The laser discs themselves were 12 inches in diameter, same as a vinyl LP, and like LPs they were analog not digital. Some came with digital sound, but the video was all what they call “interlaced,” rather than progressive. Also the video information was not “anamorphic,” which means that when you play it on the new digital widescreens it has lots of black space all around it. To fill the screen you have to use the Zoom feature on the TV.
One bad effect of zooming is magnification of the flaws in the picture. However, there are enough ways to offset the defects by adjusting noise reduction, contrast, brightness, and all the other adjustment options that are available on today’s television. As a result you can get a pretty decent picture out of a laser disc. Not as good as Blu-Ray, I grant you, but pretty damn good.
Laser discs were considered a high-end product, and were produced by Sony, Image, MGM, 20th Century Fox. Most titles went for around $35-$40. But the thing with LDs was that they catered to the movie conoisseur who didn’t mind paying a higher price for premium movie fare. I can remember shelling out around $90 for Vertigo. A special box set of the original Flash Gordon serial went for about the same amount.
Among the discs in my collection, and regrettably I don’t have that many, maybe around 30 or so, is the laser disc version of the original, unenhanced version of The Empire Strikes Back. It’s got very good sound quality.

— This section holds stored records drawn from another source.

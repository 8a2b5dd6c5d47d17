//! Header bar: brand, search field and cart summary.

use color_eyre::eyre::Result;
use crossterm::event::{KeyCode, KeyEvent, KeyModifiers, MouseButton, MouseEvent, MouseEventKind};
use ratatui::Frame;
use ratatui::layout::{Constraint, Layout, Position, Rect};
use ratatui::text::{Line, Span};
use ratatui::widgets::{Block, BorderType, Borders, Paragraph};

use factoline_core::Cart;

use crate::action::{Action, Pane};
use crate::component::Component;
use crate::theme;

const BRAND: &str = " factoline";
const BRAND_WIDTH: u16 = 12;
const CART_WIDTH: u16 = 24;
const CLEAR_HINT: &str = " ✕ ^U ";
const CLEAR_HINT_WIDTH: u16 = 6;
const PLACEHOLDER: &str = "Recherche : Planches de chêne, avivés, poutres...";

/// Inner header regions: brand, search field, cart.
fn regions(inner: Rect) -> [Rect; 3] {
    Layout::horizontal([
        Constraint::Length(BRAND_WIDTH),
        Constraint::Min(10),
        Constraint::Length(CART_WIDTH),
    ])
    .areas(inner)
}

#[derive(Default)]
pub struct Header {
    focused: bool,
    query: String,
    cart: Cart,
}

impl Header {
    pub fn new() -> Self {
        Self::default()
    }

    fn block(&self) -> Block<'static> {
        Block::default()
            .borders(Borders::ALL)
            .border_type(BorderType::Rounded)
            .border_style(if self.focused {
                theme::border_focused()
            } else {
                theme::border_default()
            })
    }

    fn search_line(&self, width: u16) -> Line<'_> {
        let mut spans = vec![Span::styled(" ⌕ ", theme::muted())];
        if self.query.is_empty() && !self.focused {
            spans.push(Span::styled(PLACEHOLDER, theme::muted()));
            return Line::from(spans);
        }

        spans.push(Span::styled(self.query.as_str(), theme::text()));
        if self.focused {
            spans.push(Span::styled("█", theme::key_hint_key()));
        }
        if !self.query.is_empty() {
            let used: usize = spans.iter().map(Span::width).sum();
            let gap = usize::from(width)
                .saturating_sub(used + usize::from(CLEAR_HINT_WIDTH))
                .max(1);
            spans.push(Span::raw(" ".repeat(gap)));
            spans.push(Span::styled(CLEAR_HINT, theme::key_hint()));
        }
        Line::from(spans)
    }

    fn cart_line(&self) -> Line<'_> {
        let mut spans = vec![
            Span::styled("Panier ", theme::muted()),
            Span::styled(format!("{} €", self.cart.total()), theme::value()),
        ];
        let count = self.cart.notifications();
        if count > 0 {
            spans.push(Span::raw(" "));
            spans.push(Span::styled(format!(" {count} "), theme::notification_badge()));
        }
        Line::from(spans).right_aligned()
    }
}

impl Component for Header {
    fn handle_key_event(&mut self, key: KeyEvent) -> Result<Option<Action>> {
        let action = match (key.modifiers, key.code) {
            (KeyModifiers::CONTROL, KeyCode::Char('u')) => {
                (!self.query.is_empty()).then_some(Action::ClearSearch)
            }
            (KeyModifiers::NONE | KeyModifiers::SHIFT, KeyCode::Char(c)) => {
                let mut next = self.query.clone();
                next.push(c);
                Some(Action::SearchInput(next))
            }
            (_, KeyCode::Backspace) => {
                let mut next = self.query.clone();
                next.pop().map(|_| Action::SearchInput(next))
            }
            (_, KeyCode::Enter | KeyCode::Esc | KeyCode::Down) => Some(Action::Focus(Pane::Products)),
            _ => None,
        };
        Ok(action)
    }

    fn handle_mouse_event(&mut self, mouse: MouseEvent, area: Rect) -> Result<Option<Action>> {
        if mouse.kind != MouseEventKind::Down(MouseButton::Left) {
            return Ok(None);
        }
        let pos = Position::new(mouse.column, mouse.row);
        let [brand, search, _] = regions(self.block().inner(area));

        // The brand and the clear hint both reset the search.
        let clear_hint = Rect {
            x: search.right().saturating_sub(CLEAR_HINT_WIDTH),
            width: CLEAR_HINT_WIDTH.min(search.width),
            ..search
        };
        if brand.contains(pos) || (!self.query.is_empty() && clear_hint.contains(pos)) {
            return Ok(Some(Action::ClearSearch));
        }
        Ok(None)
    }

    fn update(&mut self, action: &Action) -> Result<Option<Action>> {
        if let Action::ListingUpdated(listing) = action {
            self.query.clone_from(&listing.query);
            self.cart = listing.cart;
        }
        Ok(None)
    }

    fn render(&self, frame: &mut Frame, area: Rect) {
        let block = self.block();
        let inner = block.inner(area);
        frame.render_widget(block, area);

        let [brand, search, cart] = regions(inner);
        frame.render_widget(Paragraph::new(Span::styled(BRAND, theme::brand())), brand);
        frame.render_widget(Paragraph::new(self.search_line(search.width)), search);
        frame.render_widget(Paragraph::new(self.cart_line()), cart);
    }

    fn focused(&self) -> bool {
        self.focused
    }

    fn set_focused(&mut self, focused: bool) {
        self.focused = focused;
    }

    fn id(&self) -> &'static str {
        "header"
    }
}
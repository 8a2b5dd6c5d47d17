// ── Core error types ──
//
// Everything here comes from the catalog provider boundary or from a
// lookup by product id. Filtering itself is total: an empty result is a
// listing state, never an error.

use std::path::PathBuf;

use thiserror::Error;

/// Unified error type for the core crate.
#[derive(Debug, Error)]
pub enum CoreError {
    // ── Catalog loading ──────────────────────────────────────────────
    #[error("Failed to read catalog {path}: {source}")]
    CatalogIo {
        path: PathBuf,
        #[source]
        source: std::io::Error,
    },

    #[error("Failed to parse catalog {origin}: {message}")]
    CatalogParse { origin: String, message: String },

    #[error("Unsupported catalog format: {path} (expected .json or .toml)")]
    UnsupportedFormat { path: PathBuf },

    #[error("Invalid catalog: {message}")]
    InvalidCatalog { message: String },

    // ── Lookups ──────────────────────────────────────────────────────
    #[error("Product not found: {identifier}")]
    ProductNotFound { identifier: String },
}

impl CoreError {
    pub(crate) fn invalid(message: impl Into<String>) -> Self {
        Self::InvalidCatalog {
            message: message.into(),
        }
    }
}
//! Owning the terminal while the storefront is on screen.
//!
//! The cursor, mouse capture, alternate screen and raw mode are released on
//! drop and from the panic hook, so a crash never leaves the shell garbled.

use std::io::{Stdout, stdout};

use color_eyre::eyre::Result;
use crossterm::{
    ExecutableCommand, cursor,
    event::{DisableMouseCapture, EnableMouseCapture},
    terminal::{self, EnterAlternateScreen, LeaveAlternateScreen},
};
use ratatui::{Terminal, backend::CrosstermBackend};

pub struct Tui {
    terminal: Terminal<CrosstermBackend<Stdout>>,
}

impl Tui {
    /// Bind to stdout. Raw mode starts with [`Tui::enter`].
    pub fn new() -> Result<Self> {
        Ok(Self {
            terminal: Terminal::new(CrosstermBackend::new(stdout()))?,
        })
    }

    pub fn enter(&mut self) -> Result<()> {
        terminal::enable_raw_mode()?;
        stdout().execute(EnterAlternateScreen)?;
        stdout().execute(EnableMouseCapture)?;
        stdout().execute(cursor::Hide)?;
        self.terminal.clear()?;
        Ok(())
    }

    pub fn draw<F>(&mut self, render: F) -> Result<()>
    where
        F: FnOnce(&mut ratatui::Frame),
    {
        self.terminal.draw(render)?;
        Ok(())
    }

    /// `(columns, rows)`, used for the first layout pass.
    pub fn size(&self) -> Result<(u16, u16)> {
        let size = self.terminal.size()?;
        Ok((size.width, size.height))
    }
}

impl Drop for Tui {
    fn drop(&mut self) {
        restore_terminal();
    }
}

/// Undo [`Tui::enter`] in reverse order. Every step runs even if an
/// earlier one fails.
fn restore_terminal() {
    let _ = stdout().execute(cursor::Show);
    let _ = stdout().execute(DisableMouseCapture);
    let _ = stdout().execute(LeaveAlternateScreen);
    let _ = terminal::disable_raw_mode();
}

/// color-eyre report and panic hooks. The panic hook gives the terminal
/// back before the report is printed. Call before [`Tui::enter`].
pub fn install_hooks() -> Result<()> {
    let (panic_hook, eyre_hook) = color_eyre::config::HookBuilder::default()
        .display_env_section(false)
        .into_hooks();

    eyre_hook.install()?;

    let panic_hook = panic_hook.into_panic_hook();
    std::panic::set_hook(Box::new(move |info| {
        restore_terminal();
        panic_hook(info);
    }));

    Ok(())
}
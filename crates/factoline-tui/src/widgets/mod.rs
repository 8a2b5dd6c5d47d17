pub mod heading;
pub mod product_card;
//! Page geometry shared by rendering, mouse hit-testing and the grid's
//! column count.

use ratatui::layout::{Constraint, Layout, Position, Rect};

use crate::action::Pane;

pub const HEADER_HEIGHT: u16 = 3;
pub const SIDEBAR_WIDTH: u16 = 32;
/// Narrowest card that still fits "Vendu par : Scierie ..." on one line.
pub const CARD_MIN_WIDTH: u16 = 34;
/// Border plus nine content rows.
pub const CARD_HEIGHT: u16 = 11;

/// Top-level page regions: header across the top, sidebar and results
/// side by side, one-line status bar at the bottom.
#[derive(Debug, Clone, Copy, PartialEq, Eq)]
pub struct PageLayout {
    pub header: Rect,
    pub sidebar: Rect,
    pub results: Rect,
    pub status: Rect,
}

impl PageLayout {
    pub fn new(area: Rect) -> Self {
        let [header, body, status] = Layout::vertical([
            Constraint::Length(HEADER_HEIGHT),
            Constraint::Min(1),
            Constraint::Length(1),
        ])
        .areas(area);

        let sidebar_width = SIDEBAR_WIDTH.min(body.width / 3);
        let [sidebar, results] =
            Layout::horizontal([Constraint::Length(sidebar_width), Constraint::Min(1)])
                .areas(body);

        Self {
            header,
            sidebar,
            results,
            status,
        }
    }

    pub fn from_size(width: u16, height: u16) -> Self {
        Self::new(Rect::new(0, 0, width, height))
    }

    pub fn area(&self, pane: Pane) -> Rect {
        match pane {
            Pane::Search => self.header,
            Pane::Filters => self.sidebar,
            Pane::Products => self.results,
        }
    }

    /// The pane under a terminal cell, if any.
    pub fn pane_at(&self, column: u16, row: u16) -> Option<Pane> {
        let pos = Position::new(column, row);
        Pane::ALL
            .into_iter()
            .find(|&pane| self.area(pane).contains(pos))
    }
}

/// Cards per row for a results area `width` columns wide.
pub fn grid_columns(width: u16, max_columns: u16) -> u16 {
    (width / CARD_MIN_WIDTH).clamp(1, max_columns.max(1))
}
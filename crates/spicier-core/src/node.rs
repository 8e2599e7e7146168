use indexmap::IndexMap;

/// Index of a circuit node. `0` always denotes ground and is never assigned
/// a matrix row.
pub type NodeId = usize;

pub const GROUND: NodeId = 0;

/// Maps node names to dense indices in first-seen order, with `"0"` pinned
/// to ground regardless of when it is first mentioned.
#[derive(Debug, Default, Clone)]
pub struct NodeTable {
    names: IndexMap<String, NodeId>,
    next: NodeId,
}

impl NodeTable {
    pub fn new() -> Self {
        let mut names = IndexMap::new();
        names.insert("0".to_string(), GROUND);
        Self { names, next: 1 }
    }

    /// Resolves a node name to its index, assigning the next free index the
    /// first time a non-ground name is seen.
    pub fn resolve(&mut self, name: &str) -> NodeId {
        let key = name.to_ascii_lowercase();
        if let Some(&id) = self.names.get(&key) {
            return id;
        }
        let id = self.next;
        self.next += 1;
        self.names.insert(key, id);
        id
    }

    /// Number of non-ground nodes, i.e. N in the dimension formula N + M - 1.
    pub fn node_count(&self) -> usize {
        self.next - 1
    }

    /// Looks up an already-seen node name without assigning a new one.
    pub fn get(&self, name: &str) -> Option<NodeId> {
        self.names.get(&name.to_ascii_lowercase()).copied()
    }

    pub fn name_of(&self, id: NodeId) -> Option<&str> {
        self.names
            .iter()
            .find(|(_, &v)| v == id)
            .map(|(k, _)| k.as_str())
    }

    /// Non-ground `(id, name)` pairs in ascending id order, for reporting.
    pub fn ordered_names(&self) -> Vec<(NodeId, &str)> {
        let mut out: Vec<(NodeId, &str)> = self
            .names
            .iter()
            .filter(|(_, &v)| v != GROUND)
            .map(|(k, &v)| (v, k.as_str()))
            .collect();
        out.sort_by_key(|(id, _)| *id);
        out
    }
}

/// Translates a 1-based-in-spec node index to a matrix row/column, returning
/// `None` for ground so callers can skip the contribution entirely.
pub fn matrix_index(node: NodeId) -> Option<usize> {
    if node == GROUND { None } else { Some(node - 1) }
}
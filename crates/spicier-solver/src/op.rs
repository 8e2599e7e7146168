//! Operating-point driver (§4.6): group, assign indices, stamp once at
//! t = 0 with no previous solution, solve, unscramble.

use nalgebra::DVector;

use spicier_core::{MnaSystem, Netlist, Result};
use spicier_devices::{build_stampers, DynamicContext};

use crate::linear::solve_dense;

/// A solved operating point: the assembled system plus the solution vector,
/// kept together so callers can report both the raw matrices (§6.4) and the
/// labelled voltages/currents.
pub struct OpResult {
    pub matrix: nalgebra::DMatrix<f64>,
    pub rhs: DVector<f64>,
    pub solution: DVector<f64>,
}

pub fn solve_operating_point(netlist: &Netlist) -> Result<OpResult> {
    let stampers = build_stampers(netlist)?;
    let mut mna = MnaSystem::new(netlist.dimension());

    for s in &stampers {
        s.stamp_static(&mut mna);
    }
    let ctx = DynamicContext::at_operating_point();
    for s in &stampers {
        s.stamp_dynamic(&mut mna, &ctx);
    }

    let solution = solve_dense(mna.matrix(), mna.rhs())?;
    Ok(OpResult {
        matrix: mna.matrix().clone(),
        rhs: mna.rhs().clone(),
        solution,
    })
}
use anyhow::Result;
use spicier_core::Netlist;

use crate::output;

pub fn run(netlist: &Netlist) -> Result<()> {
    log::info!(
        "running operating-point analysis ({} nodes, {} unknowns)",
        netlist.node_count(),
        netlist.dimension()
    );
    let result = spicier_solver::solve_operating_point(netlist)?;
    output::print_operating_point(netlist, &result);
    Ok(())
}
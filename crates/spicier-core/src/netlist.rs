//! Typed element list: the output of parsing and the input to stamping.

use std::collections::HashMap;

use crate::error::{Error, Result};
use crate::node::{NodeId, NodeTable};

#[derive(Debug, Clone, Copy, PartialEq, Eq)]
pub enum ElementKind {
    Resistor,
    Capacitor,
    Inductor,
    IndependentVoltage,
    IndependentCurrent,
    Vcvs,
    Vccs,
    Cccs,
    Ccvs,
    Diode,
    Bjt,
    Mosfet,
}

impl ElementKind {
    pub fn name(&self) -> &'static str {
        match self {
            ElementKind::Resistor => "resistor",
            ElementKind::Capacitor => "capacitor",
            ElementKind::Inductor => "inductor",
            ElementKind::IndependentVoltage => "independent voltage source",
            ElementKind::IndependentCurrent => "independent current source",
            ElementKind::Vcvs => "VCVS",
            ElementKind::Vccs => "VCCS",
            ElementKind::Cccs => "CCCS",
            ElementKind::Ccvs => "CCVS",
            ElementKind::Diode => "diode",
            ElementKind::Bjt => "BJT",
            ElementKind::Mosfet => "MOSFET",
        }
    }

    /// Elements whose branch current is always an explicit MNA unknown,
    /// independent of how they're used elsewhere in the netlist.
    pub fn always_group_two(&self) -> bool {
        matches!(
            self,
            ElementKind::IndependentVoltage
                | ElementKind::Vcvs
                | ElementKind::Ccvs
                | ElementKind::Capacitor
                | ElementKind::Inductor
        )
    }

    pub fn is_unsupported(&self) -> bool {
        matches!(self, ElementKind::Diode | ElementKind::Bjt | ElementKind::Mosfet)
    }
}

/// A single breakpoint of a piecewise-linear source.
#[derive(Debug, Clone, Copy, PartialEq)]
pub struct PwlPoint {
    pub t: f64,
    pub x: f64,
}

#[derive(Debug, Clone, Copy, PartialEq)]
pub struct SinParams {
    pub v0: f64,
    pub va: f64,
    pub freq: f64,
    pub td: f64,
}

/// Auxiliary per-kind payload. A tagged enum stands in for the source
/// material's dynamically-typed "extra" field.
#[derive(Debug, Clone, PartialEq)]
pub enum ElementExtra {
    None,
    InitialCondition(f64),
    Constant,
    Sinusoidal(SinParams),
    Pwl(Vec<PwlPoint>),
    Controller(String),
    Model(String),
}

#[derive(Debug, Clone)]
pub struct Element {
    pub kind: ElementKind,
    pub label: String,
    pub nodes: Vec<NodeId>,
    pub value: f64,
    pub extra: ElementExtra,
    pub line: usize,

    /// Set by `Netlist::finalize`.
    pub preserve_current: bool,
    /// Set by `Netlist::finalize`; `None` until then, `Some(index)` (0-based,
    /// already offset past the node unknowns) for Group 2 elements.
    pub current_index: Option<usize>,
}

impl Element {
    pub fn new(
        kind: ElementKind,
        label: String,
        nodes: Vec<NodeId>,
        value: f64,
        extra: ElementExtra,
        line: usize,
    ) -> Self {
        Self {
            kind,
            label,
            nodes,
            value,
            extra,
            line,
            preserve_current: false,
            current_index: None,
        }
    }

    pub fn controller_label(&self) -> Option<&str> {
        match &self.extra {
            ElementExtra::Controller(label) => Some(label.as_str()),
            _ => None,
        }
    }
}

#[derive(Debug, Default)]
pub struct Netlist {
    pub nodes: NodeTable,
    pub elements: Vec<Element>,
    /// Number of non-ground nodes plus Group 2 elements; valid after `finalize`.
    dimension: usize,
}

impl Netlist {
    pub fn new() -> Self {
        Self {
            nodes: NodeTable::new(),
            elements: Vec::new(),
            dimension: 0,
        }
    }

    pub fn push(&mut self, element: Element) {
        self.elements.push(element);
    }

    pub fn node_count(&self) -> usize {
        self.nodes.node_count()
    }

    pub fn dimension(&self) -> usize {
        self.dimension
    }

    /// Runs the grouping pass (4.1) and index assignment (4.2), mutating
    /// `preserve_current` and `current_index` on each element in place.
    /// Must be called exactly once, after all elements are known.
    pub fn finalize(&mut self) -> Result<()> {
        let labels: HashMap<String, usize> = self
            .elements
            .iter()
            .enumerate()
            .map(|(i, e)| (e.label.to_ascii_lowercase(), i))
            .collect();

        for i in 0..self.elements.len() {
            if self.elements[i].kind.always_group_two() {
                self.elements[i].preserve_current = true;
            }
        }

        // Controlled sources force their controller into Group 2.
        for i in 0..self.elements.len() {
            let kind = self.elements[i].kind;
            if !matches!(kind, ElementKind::Ccvs | ElementKind::Cccs) {
                continue;
            }
            let line = self.elements[i].line;
            let label = self.elements[i].label.clone();
            let controller = self.elements[i]
                .controller_label()
                .ok_or_else(|| Error::SemanticError {
                    line,
                    label: label.clone(),
                })?
                .to_ascii_lowercase();
            let idx = *labels.get(&controller).ok_or_else(|| Error::SemanticError {
                line,
                label: controller.clone(),
            })?;
            self.elements[idx].preserve_current = true;
        }

        let mut next = self.node_count();
        for element in &mut self.elements {
            if element.preserve_current {
                element.current_index = Some(next);
                next += 1;
            }
        }
        self.dimension = next;
        Ok(())
    }

    pub fn find_by_label(&self, label: &str) -> Option<&Element> {
        let key = label.to_ascii_lowercase();
        self.elements.iter().find(|e| e.label.to_ascii_lowercase() == key)
    }
}

#[cfg(test)]
mod tests {
    use super::*;

    fn divider() -> Netlist {
        let mut nl = Netlist::new();
        let a = nl.nodes.resolve("a");
        let gnd = nl.nodes.resolve("0");
        let b = nl.nodes.resolve("b");
        nl.push(Element::new(
            ElementKind::IndependentVoltage,
            "v1".into(),
            vec![a, gnd],
            10.0,
            ElementExtra::Constant,
            1,
        ));
        nl.push(Element::new(
            ElementKind::Resistor,
            "r1".into(),
            vec![a, b],
            1000.0,
            ElementExtra::None,
            2,
        ));
        nl.push(Element::new(
            ElementKind::Resistor,
            "r2".into(),
            vec![b, gnd],
            1000.0,
            ElementExtra::None,
            3,
        ));
        nl
    }

    #[test]
    fn dimension_counts_nodes_and_group_two() {
        let mut nl = divider();
        nl.finalize().unwrap();
        // 2 non-ground nodes + 1 Group 2 element (V1).
        assert_eq!(nl.dimension(), 3);
        assert_eq!(nl.elements[0].current_index, Some(2));
        assert!(nl.elements[0].preserve_current);
        assert!(!nl.elements[1].preserve_current);
    }

    #[test]
    fn unknown_controller_is_semantic_error() {
        let mut nl = Netlist::new();
        let a = nl.nodes.resolve("a");
        let gnd = nl.nodes.resolve("0");
        nl.push(Element::new(
            ElementKind::Cccs,
            "f1".into(),
            vec![a, gnd],
            2.0,
            ElementExtra::Controller("vx".into()),
            1,
        ));
        assert!(matches!(nl.finalize(), Err(Error::SemanticError { .. })));
    }
}
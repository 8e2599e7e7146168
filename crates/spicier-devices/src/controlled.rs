//! Controlled-source stamps (§4.3.1): VCVS, VCCS, CCCS, CCVS.

use spicier_core::MnaSystem;

use crate::stamp::Stamp;

/// Voltage-controlled voltage source. Always Group 2.
pub struct Vcvs {
    pub n_pos: Option<usize>,
    pub n_neg: Option<usize>,
    pub c_pos: Option<usize>,
    pub c_neg: Option<usize>,
    pub current_index: usize,
    pub gain: f64,
}

impl Stamp for Vcvs {
    fn stamp_static(&self, mna: &mut MnaSystem) {
        let k = Some(self.current_index);
        mna.add(self.n_pos, k, 1.0);
        mna.add(k, self.n_pos, 1.0);
        mna.add(self.n_neg, k, -1.0);
        mna.add(k, self.n_neg, -1.0);
        mna.add(k, self.c_pos, -self.gain);
        mna.add(k, self.c_neg, self.gain);
    }
}

/// Voltage-controlled current source. Group 1 unless it is itself named as
/// a controller, in which case `current_index` is `Some`.
pub struct Vccs {
    pub n_pos: Option<usize>,
    pub n_neg: Option<usize>,
    pub c_pos: Option<usize>,
    pub c_neg: Option<usize>,
    pub current_index: Option<usize>,
    pub gain: f64,
}

impl Stamp for Vccs {
    fn stamp_static(&self, mna: &mut MnaSystem) {
        match self.current_index {
            None => {
                mna.add(self.n_pos, self.c_pos, self.gain);
                mna.add(self.n_neg, self.c_neg, self.gain);
                mna.add(self.n_pos, self.c_neg, -self.gain);
                mna.add(self.n_neg, self.c_pos, -self.gain);
            }
            Some(k) => {
                let k = Some(k);
                mna.add(self.n_pos, k, 1.0);
                mna.add(k, k, 1.0);
                mna.add(self.n_neg, k, -1.0);
                mna.add(k, self.c_pos, -self.gain);
                mna.add(k, self.c_neg, self.gain);
            }
        }
    }
}

/// Current-controlled current source. Group 1 unless it is itself named as
/// a controller, in which case `current_index` is `Some`. `controller_index`
/// is always `Some` — the branch it reads from is always Group 2.
pub struct Cccs {
    pub n_pos: Option<usize>,
    pub n_neg: Option<usize>,
    pub controller_index: usize,
    pub current_index: Option<usize>,
    pub gain: f64,
}

impl Stamp for Cccs {
    fn stamp_static(&self, mna: &mut MnaSystem) {
        let kctl = Some(self.controller_index);
        match self.current_index {
            None => {
                mna.add(self.n_pos, kctl, self.gain);
                mna.add(self.n_neg, kctl, -self.gain);
            }
            Some(k) => {
                let k = Some(k);
                mna.add(self.n_pos, k, 1.0);
                mna.add(k, k, 1.0);
                mna.add(self.n_neg, k, -1.0);
                mna.add(k, kctl, -self.gain);
            }
        }
    }
}

/// Current-controlled voltage source. Always Group 2.
pub struct Ccvs {
    pub n_pos: Option<usize>,
    pub n_neg: Option<usize>,
    pub controller_index: usize,
    pub current_index: usize,
    pub gain: f64,
}

impl Stamp for Ccvs {
    fn stamp_static(&self, mna: &mut MnaSystem) {
        let k = Some(self.current_index);
        let kctl = Some(self.controller_index);
        mna.add(self.n_pos, k, 1.0);
        mna.add(k, self.n_pos, 1.0);
        mna.add(self.n_neg, k, -1.0);
        mna.add(k, self.n_neg, -1.0);
        mna.add(k, kctl, -self.gain);
    }
}

#[cfg(test)]
mod tests {
    use super::*;

    #[test]
    fn vcvs_stencil() {
        let mut mna = MnaSystem::new(3);
        let e = Vcvs {
            n_pos: Some(0),
            n_neg: None,
            c_pos: Some(1),
            c_neg: None,
            current_index: 2,
            gain: 5.0,
        };
        e.stamp_static(&mut mna);
        assert_eq!(mna.matrix()[(0, 2)], 1.0);
        assert_eq!(mna.matrix()[(2, 0)], 1.0);
        assert_eq!(mna.matrix()[(2, 1)], -5.0);
    }

    #[test]
    fn vccs_group1_stencil() {
        let mut mna = MnaSystem::new(2);
        let g = Vccs {
            n_pos: Some(0),
            n_neg: None,
            c_pos: Some(1),
            c_neg: None,
            current_index: None,
            gain: 2.0,
        };
        g.stamp_static(&mut mna);
        assert_eq!(mna.matrix()[(0, 1)], 2.0);
    }

    #[test]
    fn cccs_group1_stencil() {
        let mut mna = MnaSystem::new(2);
        let f = Cccs {
            n_pos: Some(0),
            n_neg: None,
            controller_index: 1,
            current_index: None,
            gain: 2.0,
        };
        f.stamp_static(&mut mna);
        assert_eq!(mna.matrix()[(0, 1)], 2.0);
    }

    #[test]
    fn ccvs_stencil() {
        let mut mna = MnaSystem::new(3);
        let h = Ccvs {
            n_pos: Some(0),
            n_neg: None,
            controller_index: 1,
            current_index: 2,
            gain: 3.0,
        };
        h.stamp_static(&mut mna);
        assert_eq!(mna.matrix()[(0, 2)], 1.0);
        assert_eq!(mna.matrix()[(2, 0)], 1.0);
        assert_eq!(mna.matrix()[(2, 1)], -3.0);
    }
}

That was one of the things about LDs that made them cool. The soundtracks on some were and still are better than some Blu Rays today. You have to hear it to believe it.
There’s also something about the Laser Disc picture quality that actually seem more like film. Sure, up close you can see the roughness in the texture, but that’s the way film looks when its projected on a big screen too. When you’re sitting back in your chair at viewing distance, the picture actually feels more like a theater viewing experience.
I just watched my LD copy of “My Name is Nobody,” the Italian western with Henry Fonda that most people think Sergio Leone actually directed, instead of ToninoValerii, the director who was given credit. It was about a gunfighter trying to retire and a fan who wanted him to make one last play and find his place in history. It’s a good film and thoroughly enjoyable on Laser Disc. Like aging gunfighters, Laser Discs were made obsolete by history, but they’ve still got a few good plays left in them. At least until parts are no longer available.